(TASK INSTRUCTIONS) Lines from the beginning of the entries up to and including the one with "another, feeding each" must be duplicated word for word; leave out all others.

** PROVIDED INFORMATION follows **

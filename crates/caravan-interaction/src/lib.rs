pub mod ollama_api_agent;
pub mod persona_agent;
pub mod web_search;

pub use ollama_api_agent::OllamaApiAgent;
pub use persona_agent::PersonaAgent;
pub use web_search::DuckDuckGoSearch;
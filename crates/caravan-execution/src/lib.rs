//! Sequential crew execution.
//!
//! Runs bound (agent, task) pairs strictly one after another, feeding each
//! task's output forward as context for the tasks that follow. The last
//! task's output is the crew's final result. A task failure aborts the run;
//! there is no retry policy at this layer.

use async_trait::async_trait;
use chrono::Utc;
use tracing::{Instrument, debug, error, info, info_span};

use caravan_core::agent::{CrewEngine, CrewMember};
use caravan_core::error::{CaravanError, Result};
use caravan_core::task::{CrewReport, TaskContextEntry, TaskReport, TaskStatus};

/// Engine that executes crew members in order.
pub struct SequentialExecutor;

impl SequentialExecutor {
    /// Creates a new `SequentialExecutor` instance.
    pub fn new() -> Self {
        Self
    }
}

impl Default for SequentialExecutor {
    fn default() -> Self {
        Self::new()
    }
}

#[async_trait]
impl CrewEngine for SequentialExecutor {
    async fn run(&self, members: &[CrewMember]) -> Result<CrewReport> {
        for member in members {
            debug!(
                task = %member.task.name,
                persona = %member.agent.persona_name(),
                status = ?TaskStatus::Pending,
                "task queued"
            );
        }

        let mut context: Vec<TaskContextEntry> = Vec::new();
        let mut reports: Vec<TaskReport> = Vec::new();

        for member in members {
            let task = &member.task;
            let persona = member.agent.persona_name();
            let span = info_span!("task", name = %task.name, persona = %persona);

            info!(parent: &span, status = ?TaskStatus::Running, "task started");
            let started_at = Utc::now().to_rfc3339();

            let result = member
                .agent
                .execute(task, &context)
                .instrument(span.clone())
                .await;

            match result {
                Ok(output) => {
                    let finished_at = Utc::now().to_rfc3339();
                    info!(
                        parent: &span,
                        status = ?TaskStatus::Completed,
                        output_chars = output.len(),
                        "task completed"
                    );
                    context.push(TaskContextEntry::new(task.name.clone(), output.clone()));
                    reports.push(TaskReport {
                        task_id: task.id.clone(),
                        task_name: task.name.clone(),
                        persona: persona.to_string(),
                        status: TaskStatus::Completed,
                        output,
                        started_at,
                        finished_at,
                    });
                }
                Err(err) => {
                    error!(parent: &span, status = ?TaskStatus::Failed, error = %err, "task failed");
                    return Err(CaravanError::execution(format!(
                        "task '{}' failed: {}",
                        task.name, err
                    )));
                }
            }
        }

        let final_output = reports
            .last()
            .map(|report| report.output.clone())
            .unwrap_or_default();

        Ok(CrewReport {
            final_output,
            tasks: reports,
        })
    }
}
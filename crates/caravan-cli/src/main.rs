//! Interactive travel planning assistant.
//!
//! Probes the local Ollama server, loads the crew configuration, asks the
//! traveler three questions and runs the research, budget and itinerary
//! tasks in sequence.

mod crew;
mod input;

use anyhow::{Context, Result};
use colored::Colorize;
use rustyline::DefaultEditor;
use tracing::info;
use tracing_subscriber::EnvFilter;

use caravan_core::config::{self, CrewConfig};
use caravan_core::{ChatBackend, CrewEngine};
use caravan_execution::SequentialExecutor;
use caravan_interaction::OllamaApiAgent;

fn init_tracing() {
    let filter = EnvFilter::try_from_default_env().unwrap_or_else(|_| EnvFilter::new("info"));
    tracing_subscriber::fmt()
        .with_env_filter(filter)
        .with_writer(std::io::stderr)
        .init();
}

#[tokio::main]
async fn main() -> Result<()> {
    init_tracing();

    println!(
        "{}",
        "Welcome to the Travel Planning Assistant!"
            .bright_magenta()
            .bold()
    );

    // ===== Backend Probe =====
    let backend = OllamaApiAgent::from_env();
    if let Err(err) = backend.probe().await {
        eprintln!("{}", format!("Error: {}", err).red());
        eprintln!(
            "{}",
            format!("Please start it with 'ollama run {}'.", backend.model()).bright_black()
        );
        std::process::exit(1);
    }
    println!("{}", "Ollama server is running.".green());

    // ===== Configuration =====
    let config_dir = config::default_config_dir()?;
    let crew_config = CrewConfig::load(&config_dir)
        .with_context(|| format!("loading crew configuration from {}", config_dir.display()))?;
    info!(
        personas = crew_config.persona_count(),
        tasks = crew_config.task_count(),
        "configuration loaded"
    );

    // ===== Trip Request =====
    let mut editor = DefaultEditor::new()?;
    let request = input::read_trip_request(&mut editor)?;

    // ===== Crew Run =====
    let registry = crew::build_registry();
    let members = crew::build_crew(&crew_config, &registry, &backend, &request)?;

    println!();
    println!("{}", "Generating your personalized travel plan...".cyan());

    let report = SequentialExecutor::new().run(&members).await?;

    // ===== Result =====
    println!();
    println!(
        "{}",
        "=== Your Travel Itinerary ===".bright_magenta().bold()
    );
    println!("{}", report.final_output);
    println!();
    println!("{}", report.summary().bright_black());

    Ok(())
}
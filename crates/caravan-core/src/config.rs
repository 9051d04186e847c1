//! Crew configuration loading.
//!
//! Two TOML documents describe the crew: `agents.toml` (persona entries keyed
//! by persona name) and `tasks.toml` (task templates keyed by task name).
//! Both are loaded read-only at startup and validated as a pair: every task
//! must reference a configured persona, and every declared tool name must be
//! a known tool.

use std::collections::HashMap;
use std::fs;
use std::path::{Path, PathBuf};

use serde::Deserialize;

use crate::error::{CaravanError, Result};
use crate::persona::Persona;
use crate::tool::parse_tool_names;

/// File name of the persona document inside the config directory.
pub const AGENTS_FILE: &str = "agents.toml";
/// File name of the task-template document inside the config directory.
pub const TASKS_FILE: &str = "tasks.toml";
/// Environment variable overriding the config directory.
pub const CONFIG_DIR_ENV: &str = "CARAVAN_CONFIG_DIR";

/// Raw persona entry from `agents.toml`.
#[derive(Debug, Clone, Deserialize)]
pub struct PersonaConfig {
    pub role: String,
    pub goal: String,
    pub backstory: String,
    #[serde(default)]
    pub tools: Vec<String>,
}

/// Raw task entry from `tasks.toml`. The description is a template; it is
/// interpolated later, at crew construction.
#[derive(Debug, Clone, Deserialize)]
pub struct TaskConfig {
    pub description: String,
    pub expected_output: String,
    pub agent: String,
}

/// Validated crew configuration: personas plus task templates.
#[derive(Debug, Clone)]
pub struct CrewConfig {
    personas: HashMap<String, Persona>,
    tasks: HashMap<String, TaskConfig>,
}

impl CrewConfig {
    /// Loads and validates `agents.toml` and `tasks.toml` from a directory.
    pub fn load(dir: &Path) -> Result<Self> {
        let agents: HashMap<String, PersonaConfig> = read_document(&dir.join(AGENTS_FILE))?;
        let tasks: HashMap<String, TaskConfig> = read_document(&dir.join(TASKS_FILE))?;
        Self::from_parts(agents, tasks)
    }

    /// Builds the validated configuration from already-parsed documents.
    pub fn from_parts(
        agents: HashMap<String, PersonaConfig>,
        tasks: HashMap<String, TaskConfig>,
    ) -> Result<Self> {
        let mut personas = HashMap::new();
        for (name, raw) in agents {
            let tools = parse_tool_names(&raw.tools)?;
            let persona =
                Persona::new(name.clone(), raw.role, raw.goal, raw.backstory).with_tools(tools);
            personas.insert(name, persona);
        }

        for (task_name, task) in &tasks {
            if !personas.contains_key(&task.agent) {
                return Err(CaravanError::config(format!(
                    "task '{}' references unknown agent '{}'",
                    task_name, task.agent
                )));
            }
        }

        Ok(Self { personas, tasks })
    }

    /// Looks up a persona by name.
    pub fn persona(&self, name: &str) -> Result<&Persona> {
        self.personas
            .get(name)
            .ok_or_else(|| CaravanError::not_found("persona", name))
    }

    /// Looks up a task template by name.
    pub fn task(&self, name: &str) -> Result<&TaskConfig> {
        self.tasks
            .get(name)
            .ok_or_else(|| CaravanError::not_found("task", name))
    }

    pub fn persona_count(&self) -> usize {
        self.personas.len()
    }

    pub fn task_count(&self) -> usize {
        self.tasks.len()
    }
}

/// Resolves the configuration directory.
///
/// Order: `$CARAVAN_CONFIG_DIR` if set, then `./config` when it exists, then
/// `~/.config/caravan`.
pub fn default_config_dir() -> Result<PathBuf> {
    if let Ok(dir) = std::env::var(CONFIG_DIR_ENV) {
        return Ok(PathBuf::from(dir));
    }
    let local = PathBuf::from("config");
    if local.is_dir() {
        return Ok(local);
    }
    let home = dirs::home_dir()
        .ok_or_else(|| CaravanError::config("could not determine home directory"))?;
    Ok(home.join(".config").join("caravan"))
}

fn read_document<T: serde::de::DeserializeOwned>(path: &Path) -> Result<T> {
    if !path.exists() {
        return Err(CaravanError::config(format!(
            "configuration file not found at: {}",
            path.display()
        )));
    }
    let content = fs::read_to_string(path)?;
    let document = toml::from_str(&content)?;
    Ok(document)
}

** End of PROVIDED INFORMATION **

(EXERCISE OUTPUT)
filename crates/caravan-interaction/src/lib.rs
pub mod ollama_api_agent;
pub mod persona_agent;
pub mod web_search;

pub use ollama_api_agent::OllamaApiAgent;
pub use persona_agent::PersonaAgent;
pub use web_search::DuckDuckGoSearch;
filename crates/caravan-execution/src/lib.rs
//! Sequential crew execution.
//!
//! Runs bound (agent, task) pairs strictly one after another, feeding each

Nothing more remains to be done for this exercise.